Loin de n'être qu'une question d'un clochard non-désiré chassé de son squat, j'ai dit plus haut. Ce qui me fait beaucoup plus peur (d'autant plus, que la grande majorité des gens ne semblent pas s'en rendre compte ou plongent leur tête dans le sable), c'est l'évolution générale et de la politique et de la mentalité des gens dans ce pays.

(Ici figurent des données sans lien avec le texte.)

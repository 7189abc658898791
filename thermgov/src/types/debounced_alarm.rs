//! A one-shot alarm that fires once per episode of a persistent condition.
//!
//! The governor uses it for the over-temperature shutdown path: the
//! shutdown request must go out once per excursion above the shutdown
//! threshold, not once per poll.
//!
//! # State Machine
//!
//! ```text
//!          check(true)              elapsed >= debounce
//!  Idle ──────────────► Timing ──────────────────────► Fired
//!   ▲                     │                              │
//!   │     check(false)    │                              │
//!   ├─────────────────────┘                              │
//!   │            check(false) / reset()                  │
//!   └────────────────────────────────────────────────────┘
//! ```
//!
//! With a zero debounce, `check(true)` from `Idle` goes straight to
//! `Fired`.

use std::time::Duration;

use tokio::time::Instant;

/// Result of [`DebouncedAlarm::check`].
#[derive(Debug, Clone, Copy, PartialEq, Eq)]
pub enum AlarmStatus {
    /// Condition is false and nothing is pending.
    Idle,

    /// Condition is true but has not held for the debounce window.
    Pending,

    /// Alarm fired on this call. Returned once per episode.
    Triggered,

    /// Already fired and the condition still holds.
    Active,

    /// Was fired, condition just cleared. Returned once; the alarm is
    /// re-armed afterwards.
    Resolved,
}

#[derive(Debug)]
enum State {
    Idle,
    Timing(Instant),
    Fired,
}

#[derive(Debug)]
pub struct DebouncedAlarm {
    debounce: Duration,
    state: State,
}

impl DebouncedAlarm {
    pub fn new(debounce: Duration) -> Self {
        Self {
            debounce,
            state: State::Idle,
        }
    }

    /// Feed the current condition and report what happened.
    ///
    /// | Previous state | condition | Result |
    /// |----------------|-----------|--------|
    /// | Idle | false | `Idle` |
    /// | Idle | true | `Pending`, or `Triggered` when debounce is zero |
    /// | Timing | false | `Idle` |
    /// | Timing | true | `Pending` or `Triggered` |
    /// | Fired | false | `Resolved` |
    /// | Fired | true | `Active` |
    pub fn check(&mut self, condition: bool) -> AlarmStatus {
        match (&self.state, condition) {
            (State::Idle, false) => AlarmStatus::Idle,

            (State::Idle, true) if self.debounce.is_zero() => {
                self.state = State::Fired;
                AlarmStatus::Triggered
            }

            (State::Idle, true) => {
                self.state = State::Timing(Instant::now());
                AlarmStatus::Pending
            }

            (State::Timing(_), false) => {
                self.state = State::Idle;
                AlarmStatus::Idle
            }

            (State::Timing(since), true) => {
                if since.elapsed() >= self.debounce {
                    self.state = State::Fired;
                    AlarmStatus::Triggered
                } else {
                    AlarmStatus::Pending
                }
            }

            (State::Fired, false) => {
                self.state = State::Idle;
                AlarmStatus::Resolved
            }

            (State::Fired, true) => AlarmStatus::Active,
        }
    }

    /// Re-arm regardless of the current state.
    pub fn reset(&mut self) {
        self.state = State::Idle;
    }

    pub fn is_fired(&self) -> bool {
        matches!(self.state, State::Fired)
    }
}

Un Luxembourg, qui devient de plus en plus un pays exclusivement pour les riches et les forts, les vieilles gens étant de plus en plus considérés comme des déchets humains plus bons à rien; les gens qui ne respectent ni rien ni personne qui sont les plus respectés, ceux qui ont les plus gros poings et les coups de pieds les plus brutaux pouvant prendre aux autres ce dont ils en envie; ceux qui ont du fric ne devant plus se tenir aux lois et la loi qui ne protège plus ceux qui n'ont rien; la liberté individuelle faisant place au contrôle par le gouvernement ou ceux qui, derrière les coulisses, sont vraiment ceux, qui décident de la politique... Si un monsieur plein de haine, parce qu'il a du fric, peut décider à qui les responsables communaux donnent leur hospitalité, si des gens, qui pour une raison ou une autre, ont du pouvoir, ont le droit de décider du sort des "simples mortels", n'est-ce pas à moyen ou long terme la renaissance de ces idées malades qui répartissent les gens en "ariens" et "pas assez de valeur pour vivre"? Est-ce vraiment une telle société que nous souhaiterions pour nos enfants? Des gosses, à qui on prêche dès l'âge de 3 ans que la valeur d'un être humain est déterminé par le contenu de son compte bancaire, des adolescents qu'on a infectés avec l'idée de devoir haïr tous ceux qui sont différents, des gens qui doivent avoir honte parce qu'ils ne crient pas avec ceux qui prêchent la haine, parce qu'ils n'ont pas de préjugés, parce qu'ils se font un plaisir de partager et d'aider les autres; être considéré comme anormal et être stigmatisé par les autres parce qu'on a (su garder) des sentiments humains... Quelle horreur! La fin de l'humanité longtemps avant son extinction! Ce sont nous qui créons le monde de demain. C'est notre choix aujourd'hui qui décide si nos enfants pourront vivre une vie d'êtres humains ou devoir endurer un enfer sous la tutelle de sauvages vivant de leur haine et du plaisir de faire mal aux autres!